Aber! Was hat der Kunde davon? Bislang war die Bestellung einer Mahlzeit ein Kompromiss aus
1. keine Lust oder Zeit, selber zu kochen
2. keine Lust, keine Zeit oder kein Geld, gut essen zu gehen

Das Ergebnis war etwas nicht so richtig Teures, nicht so richtig Raffiniertes, nicht mehr so richtig Heißes: Pizza, Thaicurry, Salat, Sushi oder sowas.

Mit Foodora oder Deliveroo ist es jetzt so: Man zahlt in der Regel den Preis wie im Restaurant plus den Lieferservice von 2 Euro 50 bis 4 Euro 90. Manchmal verlangen die Restaurants sogar höhere Preise, um die Provision an den Lieferdienst teilweise zu kompensieren.

Und man bekommt für mehr Geld logischerweise weniger: Keiner deckt einem den Tisch, keiner lässt einen vorab den Wein probieren, keiner räumt ab und spült danach. Und eine Mahlzeit, die innerhalb der versprochenen Lieferzeit von gut einer halben Stunde eine Zeitlang im Rucksack vor sich hin suppt, wird nicht knuspriger und knackiger. Das Essen schmeckt weniger gut und sieht weniger attraktiv aus, das geben teilnehmende Gastronomen ja zu. Es ist ein Kompromiss - und funktioniert am besten bei Gerichten, die bislang ohnehin schon immer geliefert wurden: Aufläufe, Currys, Pasta, Kaltes.
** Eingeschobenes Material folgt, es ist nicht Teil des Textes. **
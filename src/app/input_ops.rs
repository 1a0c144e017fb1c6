use crossterm::event::{Event, KeyCode, KeyEvent, KeyEventKind, KeyModifiers};
use tracing::{debug, info};

use crate::command::{CommandOutcome, GridCommand};
use crate::event::AppEvent;
use crate::input::{HookDecision, KeyIntent, RawKeyEvent};
use crate::nav::{NavDispatchResult, NavEvent};
use crate::platform::Desktop;

use super::core::App;
use super::state::SessionMode;

#[derive(Debug, Clone, Copy, PartialEq, Eq)]
pub enum LoopControl {
    Continue,
    Quit,
}

enum Hotkey {
    Toggle,
    Quit,
}

impl<D: Desktop> App<D> {
    pub fn handle_terminal_event(&mut self, event: Event) -> LoopControl {
        let Event::Key(key) = event else {
            return LoopControl::Continue;
        };

        match hotkey(&key) {
            Some(Hotkey::Quit) => return LoopControl::Quit,
            Some(Hotkey::Toggle) => {
                self.toggle_activation();
                return LoopControl::Continue;
            }
            None => {}
        }

        if let Some(raw) = RawKeyEvent::from_crossterm(key) {
            self.handle_key(raw);
        }
        LoopControl::Continue
    }

    /// Runs one key transition through the hook. While inactive the hook
    /// still tracks modifiers, but every key passes through.
    pub fn handle_key(&mut self, event: RawKeyEvent) -> HookDecision {
        let decision = self.hook.handle(event);
        if !self.navigator.is_active() {
            return HookDecision::PassThrough;
        }

        match decision {
            HookDecision::PassThrough => {}
            HookDecision::Observe(intent) | HookDecision::Swallow(intent) => {
                self.apply_intent(intent);
            }
        }
        decision
    }

    fn apply_intent(&mut self, intent: KeyIntent) {
        match intent {
            KeyIntent::Symbol(symbol) => {
                self.state.symbols_registered += 1;
                self.detector.register_input(symbol);
            }
            KeyIntent::Command(command) => {
                if command != GridCommand::StopManualMove {
                    self.flush_pending_sequence();
                }
                self.execute(command);
            }
            KeyIntent::Deactivate => self.deactivate(),
        }
    }

    pub fn toggle_activation(&mut self) {
        if self.navigator.is_active() {
            self.deactivate();
        } else {
            self.activate();
        }
    }

    pub fn activate(&mut self) {
        self.discard_pending_sequence();
        self.state.mode = SessionMode::Active;
        self.state.symbols_registered = 0;
        self.events.push(AppEvent::SessionChanged { active: true });
        let result = self.navigator.activate();
        self.record(result);
        info!("session active");
    }

    pub fn deactivate(&mut self) {
        self.discard_pending_sequence();
        let result = self.navigator.deactivate();
        self.record(result);
        if self.state.mode == SessionMode::Active {
            self.state.mode = SessionMode::Inactive;
            self.events.push(AppEvent::SessionChanged { active: false });
            info!("session inactive");
        }
    }

    pub fn execute(&mut self, command: GridCommand) -> CommandOutcome {
        let result = self.navigator.execute(command);
        self.record(result)
    }

    pub fn motion_tick(&mut self) -> CommandOutcome {
        let result = self.navigator.tick();
        self.record(result)
    }

    /// Executes every command the detector has resolved so far without
    /// waiting. Returns how many were executed.
    pub fn apply_resolved(&mut self) -> usize {
        let mut applied = 0;
        while let Ok(command) = self.resolved_rx.try_recv() {
            self.execute(command);
            applied += 1;
        }
        applied
    }

    /// Runs a still-pending tap sequence before a direct command, so intents
    /// execute in the order their keys were pressed.
    fn flush_pending_sequence(&mut self) {
        if self.detector.flush_pending() {
            self.apply_resolved();
        }
    }

    /// Cancels the detector's window and drops anything it already resolved,
    /// so a sequence from an old session can never land in a new one.
    fn discard_pending_sequence(&mut self) {
        self.detector.reset();
        let mut dropped = 0usize;
        while self.resolved_rx.try_recv().is_ok() {
            dropped += 1;
        }
        if dropped > 0 {
            debug!(dropped, "discarded resolved commands from previous session");
        }
    }

    fn record(&mut self, result: NavDispatchResult) -> CommandOutcome {
        for event in result.events {
            if let NavEvent::CommandExecuted { id, outcome } = event {
                self.state.status.last_action_id = Some(id);
                self.state.status.last_outcome = Some(outcome);
                self.state.status.message = format!("{} {}", id.as_str(), outcome.as_str());
            }
            self.events.push(AppEvent::Nav(event));
        }
        result.outcome
    }
}

fn hotkey(key: &KeyEvent) -> Option<Hotkey> {
    if key.kind != KeyEventKind::Press || !key.modifiers.contains(KeyModifiers::CONTROL) {
        return None;
    }
    match key.code {
        KeyCode::Char('c') | KeyCode::Char('C') => Some(Hotkey::Quit),
        KeyCode::Char('g') | KeyCode::Char('G') => Some(Hotkey::Toggle),
        _ => None,
    }
}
Essen gehen wäre leckerer und mitunter sogar billiger - vom Trinkgeld abgesehen. Selber zu kochen wäre zumindest frischer. Das einzige, was Deliveroo und Foodora einem sparen, ist: Zeit. Allerdings nicht beim Bestellen. Während man im Restaurant einfach auf die Karte zeigt, geht es online direkt etwas holprig los.

Teilweise sind Vorbestellungen nicht möglich, wenn das Restaurant zum Zeitpunkt der Bestellung noch geschlossen ist, über die Website ist keine Suche nach konkreten Restaurants möglich, man muss ellenlange Listen durchrattern - oder die App laden. Außerdem lassen viele Restaurants nur in einem kleinen Radius von wenigen Kilometern um ihren Laden liefern. Sonst dauert die Fahrt zu lange. Was aber, wenn das Lieblingsrestaurant nicht in Kreuzberg liegt, sondern im Prenzlauer Berg?

Beide Anbieter liefern sich derzeit noch einen erbitterten Konkurrenzkampf. Sie kooperieren zu einem großen Teil mit denselben Gastronomen und kassieren vergleichbare Liefergebühren, da kann der Kunde mit Wonne den Daumen über dem einen recken, über dem anderen senken. Dafür reicht schon ein kleiner Misserfolg beim Bestellvorgang aus.

Ich werde Stammkunde weder beim einen, noch beim anderen. Mein Lieblingsrestaurant ist mein Lieblingsrestaurant, nicht nur weil es dort lecker ist. Sondern weil ich mich dort als willkommener Gast fühle und den Service drumherum genieße. Für Kompromisse ist mir das Geld zu schade.

Und trotzdem freue ich mich über den neuen Trend - und nehme mir vor: langsamer essen und aufhören, wenn ich voll bin. Den Rest nehme ich mit. Doggybag-Style ist jetzt ja Zeitgeist.